La ricerca della Fase iniziale ha trovato che una nuova terapia genica può quasi eliminare il dolore di artrite e significativamente diminuisce il danneggiamento a lungo termine delle giunture commoventi, secondo uno studio pubblicato oggi nell'Artrite e nel Reaumatismo del giornale.
Mentre lo studio è stato fatto in mouse, sono i primi geneticamente costruiti per sviluppare l'osteoartrite come gli esseri umani, con la stessa predisposizione genetica che fa un po'più di probabile sviluppare la malattia, gli autori hanno detto. Se tutto va bene corrente con uno studio di approfondimento in corso, i ricercatori si applicheranno negli Stati Uniti Food and Drug Administration affinchè l'autorizzazione comincino l'anno prossimo le prove umane.
Quasi ognuno 65 o più vecchio invecchiati soffre dal dolore, dal gonfiamento e dal danno unito permanente dell'osteoartrite. Il modulo più comune dell'artrite, sviluppa le lesioni unite iniziali col passare del tempo seguenti o appena come conseguenza di invecchiamento. Nello studio corrente, i ricercatori hanno trovato che un'iniezione di una terapia genica recentemente progettata ha alleviato 100 per cento di dolore osteoarthritic nel modello di studio. Inoltre, i ricercatori sono stati sorpresi trovare che la terapia egualmente ha determinato i quasi 35 per cento di riduzione di strutturale permanente alle giunture causate da intorno a e dopo il giro di infiammazione osteoarthritic.
Fin qui, il trattamento dell'artrite è dominato dai trattamenti della droga come le droghe non steroidali e antinfiammatorie, gli inibitori COX-2 e acetominophen. La Morfina ed i sui derivati sono ancora d'uso comune pure, ma possono diminuire la respirazione e piombo a dipendenza. Catturati insieme, i trattamenti correnti consegnano i risultati contradditori ed i nuovi approcci sono necessari, il ricercatore ha detto. La Terapia genica è stata tentata nel passato, ma le più vecchie, tecniche dilaganti hanno richiesto che i geni terapeutici fossero iniettati direttamente nelle cellule nervose. Il Forte sollievo di dolore ha risultato, ma le iniezioni hanno causato in alcuni casi il danno del nervo.

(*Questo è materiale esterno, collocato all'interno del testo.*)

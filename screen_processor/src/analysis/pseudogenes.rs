//! Pseudogenes: synthetic genes assembled from resampled negative-control
//! phenotypes, used as the null reference for gene-level statistics.

use std::collections::{BTreeMap, HashSet};

use rand::Rng;
use tracing::{info, warn};

use crate::analysis::phenotype::NegativeTable;
use crate::data_handling::library::{LibraryEntry, LibraryTable};
use crate::models::{NEGATIVE_CONTROL, NO_TRANSCRIPT, PSEUDOGENE_PREFIX};

#[derive(Debug, Clone, Copy, PartialEq, Eq)]
pub enum PseudogeneMode {
    Off,
    /// `count` pseudogenes of `size` guides each.
    Manual { count: usize, size: usize },
    /// One pseudo-transcript per real transcript, matching its guide count.
    Auto,
}

impl PseudogeneMode {
    /// Unknown mode names fall back to `Off` with a warning rather than failing the run.
    pub fn from_config(mode: &str, count: usize, size: usize) -> Self {
        match mode.trim().to_lowercase().as_str() {
            "off" | "" => PseudogeneMode::Off,
            "manual" => PseudogeneMode::Manual { count, size },
            "auto" => PseudogeneMode::Auto,
            other => {
                warn!("generate_pseudogene_dist parameter '{}' not recognized, defaulting to off", other);
                PseudogeneMode::Off
            }
        }
    }
}

/// Synthetic library rows plus their resampled phenotype rows.
#[derive(Debug, Clone, Default)]
pub struct Pseudogenes {
    pub library: Vec<LibraryEntry>,
    /// One row per entry of `library`, values ordered like `NegativeTable::keys`.
    pub rows: Vec<Vec<f64>>,
}

impl Pseudogenes {
    pub fn len(&self) -> usize {
        self.library.len()
    }

    pub fn is_empty(&self) -> bool {
        self.library.is_empty()
    }

    pub fn ids(&self) -> Vec<String> {
        self.library.iter().map(|e| e.id.clone()).collect()
    }

    fn push_group<R: Rng>(
        &mut self,
        negatives: &NegativeTable,
        rng: &mut R,
        tag: &str,
        gene: String,
        transcript: String,
        size: usize,
    ) {
        for i in 0..size {
            let draw = rng.gen_range(0..negatives.len());
            self.rows.push(negatives.rows[draw].clone());
            self.library.push(LibraryEntry {
                id: format!("{PSEUDOGENE_PREFIX}_{tag}_{i}"),
                sublibrary: String::new(),
                gene: gene.clone(),
                transcripts: Some(transcript.clone()),
                // unique so pseudo guides are never collapsed as duplicates
                sequence: format!("seq_{tag}_{i}"),
                extra: Vec::new(),
            });
        }
    }
}

/// Guide count per (gene, transcript) after dropping repeated (gene, sequence) rows.
pub fn transcript_sizes(library: &LibraryTable) -> BTreeMap<&str, BTreeMap<&str, usize>> {
    let mut seen: HashSet<(&str, &str)> = HashSet::new();
    let mut sizes: BTreeMap<&str, BTreeMap<&str, usize>> = BTreeMap::new();
    for entry in &library.entries {
        if !seen.insert((entry.gene.as_str(), entry.sequence.as_str())) {
            continue;
        }
        *sizes
            .entry(entry.gene.as_str())
            .or_default()
            .entry(entry.transcript_label())
            .or_insert(0) += 1;
    }
    sizes
}

/// Draws pseudogenes (with replacement) from the negative-control rows.
pub fn generate_pseudogenes<R: Rng>(
    mode: PseudogeneMode,
    negatives: &NegativeTable,
    library: &LibraryTable,
    rng: &mut R,
) -> Pseudogenes {
    let mut pseudo = Pseudogenes::default();
    if mode == PseudogeneMode::Off {
        return pseudo;
    }
    if negatives.is_empty() {
        warn!("no negative-control guides to resample; skipping pseudogene generation");
        return pseudo;
    }

    info!("Generating a pseudogene distribution from {} negative controls", negatives.len());
    match mode {
        PseudogeneMode::Off => {}
        PseudogeneMode::Manual { count, size } => {
            for g in 0..count {
                pseudo.push_group(
                    negatives,
                    rng,
                    &g.to_string(),
                    format!("{PSEUDOGENE_PREFIX}_{g}"),
                    NO_TRANSCRIPT.to_string(),
                    size,
                );
            }
        }
        PseudogeneMode::Auto => {
            // gene numbering counts the negative-control group too
            for (g, (gene, transcripts)) in transcript_sizes(library).iter().enumerate() {
                if *gene == NEGATIVE_CONTROL {
                    continue;
                }
                for (t, size) in transcripts.values().enumerate() {
                    pseudo.push_group(
                        negatives,
                        rng,
                        &format!("{g}_{t}"),
                        format!("{PSEUDOGENE_PREFIX}_{g}"),
                        format!("{PSEUDOGENE_PREFIX}_transcript_{t}"),
                        *size,
                    );
                }
            }
        }
    }

    info!("{} pseudogene guides generated", pseudo.len());
    pseudo
}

“La Nostra pubblicazione rappresenta la prima prova che la terapia genica può lavorare in un modo che è clinicamente applicabile,„ ha detto Stephanos Kyrkanides, D.D.S., Ph.D., professore associato dell'Odontoiatria all'Università di Centro Medico di Rochester. “Questa terapia può essere iniettata semplicemente dovunque in una giuntura danneggiata ed il trattamento troverà le terminazioni nervose,„ ha detto Kyrkanides, di cui il lavoro sulla genetica in odontoiatria piombo alle più vaste applicazioni. Il terreno di intesa fra l'artrite e l'odontoiatria: un sito comune di dolore artritico è la giuntura della mascella.
Dettagli di Studio
Le Proteine chiamate ricevitori sono costruite nelle superfici esterne delle cellule umane, permettenti loro reagiscono alle sostanze nutrienti, alle tossine ed agli ormoni intorno loro. Ogni ricevitore è destinato per reagire con una molecola specifica di segnalazione, che si mette in bacino nel ricevitore come una nave che entra in porta. L'aggancio cambia la forma del bacino per provocare le reazioni a catena dentro la cella, permettendogli di rispondere al segnale. Sulle cellule nervose per esempio, determinati ricevitori sono modellati per accettare gli antidolorifici naturali chiamati opioidi, che quando si mettono in bacino, impediscono l'invio dei messaggi di dolore lungo le vie di nervo.
Nello studio corrente, i ricercatori hanno usato la terapia genica per aumentare entro circa mille volte che il numero dei ricevitori dell'opioide ha espresso sulle superfici delle cellule nervose che portano avanti e indietro i messaggi di dolore fra una giuntura osteoarthritic della mascella ed il midollo spinale. Quindi, le cellule nervose coinvolgere nella trasmissione di dolore, con così molti altri ricevitori sulle loro superfici, sono diventato drasticamente più rispondenti all'antidolorifico naturale, ricercatori trovati.
La Terapia genica inserisce i geni su misura nelle celle che possono, per esempio, celle dirette costruire più di una proteina necessaria. Per consegnare i geni nelle celle, i ricercatori usano i virus inoffensivi chiamati vettori, che si sono evoluti per invadere le cellule umane ed inserire il loro DNA. Nella progettazione della terapia nuova, Kyrkanides, gruppo ha scelto di lavorare in primo luogo con i vettori basati sul virus felino di immunodeficienza (FIV), un lentivirus che attacca il sistema immunitario dei caponi. Somiglia al HIV in esseri umani, ma è incapace di causare l'infezione umana.